Intestinal oligopeptide transporter PepT1-targeted polymeric micelles for further enhancing the oral absorption of water-insoluble agents

The intestinal epithelium is the main barrier for nanocarriers to orally deliver poorly water-soluble and absorbed agents. To further improve the transmembrane transport efficiency of polymeric micelles, intestinal oligopeptide transporter PepT1-targeted polymeric micelles were fabricated by Gly-Sar-conjugated poly(ethylene glycol)-poly(D,L-lactic acid). The functionalized polymeric micelles with about 40 nm diameter, uniform spherical morphology and favorable cytocompatibility with Caco-2 cells were demonstrated to distinctly enhance the cellular uptake and transmembrane transport of the loaded agents. The results of intestinal absorption strongly evidenced the higher accumulation of the micelles inside the epithelial cells, at the apical and basolateral sides of the epithelium within the villi in mice. Furthermore, the interaction of Gly-Sar decorated polymeric micelles with PepT1 was explored to promote the internalization of the micelles through fluorescence immunoassay, and the PepT1 level on the membrane of Caco-2 cells treated with the micelles appeared to change in a distinctly time-dependent manner.
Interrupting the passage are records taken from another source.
use anyhow::Context;
use tracing::info;

use crate::{
    domain::common::{BapsangConfig, services::Service},
    infrastructure::{llm::OpenAiLLMClient, nutrition::repositories::SqliteNutritionRepository},
};

pub type BapsangService = Service<SqliteNutritionRepository, OpenAiLLMClient>;

/// Wires the SQLite lookup and the OpenAI client into one service.
///
/// The database file is only checked for existence here; each lookup opens
/// its own read-only connection.
pub async fn create_service(config: BapsangConfig) -> Result<BapsangService, anyhow::Error> {
    let path = config.database.path;
    tokio::fs::metadata(&path)
        .await
        .with_context(|| format!("nutrition database not found at {}", path.display()))?;

    if config.llm.api_key.is_empty() {
        anyhow::bail!("LLM API key is empty");
    }

    info!(
        "Using nutrition database {} and model {}",
        path.display(),
        config.llm.model
    );

    Ok(Service::new(
        SqliteNutritionRepository::new(path),
        OpenAiLLMClient::new(config.llm),
    ))
}
use thiserror::Error;

#[derive(Debug, Clone, PartialEq, Eq, Error)]
pub enum CoreError {
    #[error("Invalid classifier confidence: {0}")]
    InvalidConfidence(String),

    #[error("Storage error: {0}")]
    StorageError(String),

    #[error("External service error: {0}")]
    ExternalServiceError(String),
}
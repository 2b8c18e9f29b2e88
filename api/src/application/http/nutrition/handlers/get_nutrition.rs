use axum::extract::{Path, State};
use bapsang_core::domain::nutrition::{entities::NutritionRecord, ports::NutritionService};
use serde::{Deserialize, Serialize};
use utoipa::ToSchema;

use crate::application::http::server::{
    api_entities::{
        api_error::{ApiError, ApiErrorResponse},
        response::Response,
    },
    app_state::AppState,
};

#[derive(Debug, PartialEq, Serialize, Deserialize, ToSchema)]
pub struct GetNutritionResponse {
    pub data: NutritionRecord,
}

#[utoipa::path(
    get,
    path = "/{food_name}",
    tag = "nutrition",
    summary = "Get nutrition facts",
    description = "Returns the preferred nutrition record for a dish. Restaurant entries win over other matches.",
    params(
        ("food_name" = String, Path, description = "Dish name; spaces are ignored"),
    ),
    responses(
        (status = 200, body = GetNutritionResponse),
        (status = 404, body = ApiErrorResponse, description = "No matching dish")
    )
)]
pub async fn get_nutrition(
    Path(food_name): Path<String>,
    State(state): State<AppState>,
) -> Result<Response<GetNutritionResponse>, ApiError> {
    let record = state
        .service
        .find_food_info(vec![food_name.clone()])
        .await
        .ok_or_else(|| ApiError::NotFound(format!("No nutrition data for {food_name}")))?;

    Ok(Response::OK(GetNutritionResponse { data: record }))
}
use tracing::{error, info};

use crate::domain::{
    common::{entities::app_errors::CoreError, services::Service},
    food_analysis::{
        agent::run_nutrition_agent,
        entities::{
            AnalysisOutcome, AnalysisResult, AnalysisResultConfig, Nutrients, UnclassifiedResult,
            score_label,
        },
        extractor::extract_answer,
        policies::{UNCLASSIFIED_LABEL, UNCLASSIFIED_SCORE, is_classifiable, resolve_food_alias},
        ports::{FoodAnalysisService, LLMClient},
        prompts::{SYSTEM_PROMPT, build_task_prompt},
        value_objects::AnalyzeFoodInput,
    },
    nutrition::ports::{NutritionRepository, NutritionService},
};

impl<NR, LLM> FoodAnalysisService for Service<NR, LLM>
where
    NR: NutritionRepository,
    LLM: LLMClient,
{
    async fn analyze_food(&self, input: AnalyzeFoodInput) -> Result<AnalysisOutcome, CoreError> {
        // 1. Low confidence short-circuits before any lookup or model call
        if !is_classifiable(input.confidence) {
            info!(
                "Classifier confidence {:.4} for {:?} is too low, skipping analysis",
                input.confidence, input.classifier_label
            );
            return Ok(AnalysisOutcome::Unclassified(UnclassifiedResult {
                label: UNCLASSIFIED_LABEL.to_string(),
                classifier_label: input.classifier_label,
                confidence: input.confidence,
                health_score: UNCLASSIFIED_SCORE,
                score_label: score_label(UNCLASSIFIED_SCORE),
            }));
        }

        // 2. Map the classifier class onto the table's naming
        let food_name = resolve_food_alias(&input.classifier_label).to_string();

        // 3. Ask the agent
        let raw_response = run_nutrition_agent(
            &self.llm_client,
            self,
            SYSTEM_PROMPT,
            build_task_prompt(&food_name),
        )
        .await
        .map_err(|e| {
            error!("Nutrition agent failed for {:?}: {}", food_name, e);
            e
        })?;

        // 4. Parse the answer
        let answer = extract_answer(&raw_response);

        // 5. Nutrients come from the table directly, not from the agent
        let record = self.find_food_info(vec![food_name.clone()]).await;
        let nutrients = Nutrients::from_record(record.as_ref());

        info!(
            "Analysed {:?} (classifier label {:?}): score {}, {} reasons, {} tips",
            food_name,
            input.classifier_label,
            answer.health_score,
            answer.reasons.len(),
            answer.tips.len()
        );

        Ok(AnalysisOutcome::Analyzed(AnalysisResult::new(
            AnalysisResultConfig {
                food_name,
                classifier_label: input.classifier_label,
                confidence: input.confidence,
                health_score: answer.health_score,
                nutrients,
                reasons: answer.reasons,
                tips: answer.tips,
                raw_response,
            },
        )))
    }
}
Both clathrin- and caveolae-mediated pathways were involved in the transcellular transport for undecorated polymeric micelles, while the transcellular transport pathway for Gly-Sar decorated ones was changed to be mainly mediated by clathrin and lipid rafts. The colocalization of Gly-Sar decorated micelles with the organelles observed by confocal laser scanning microscopy indicated that late endosomes, lysosomes, endoplasmic reticulum and Golgi apparatus appeared to participate in the intracellular trafficking progression of the micelles. These results suggested that PepT1-targeted polymeric micelles might have a strong potential to greatly promote the oral absorption of poorly water-soluble and absorbed agents.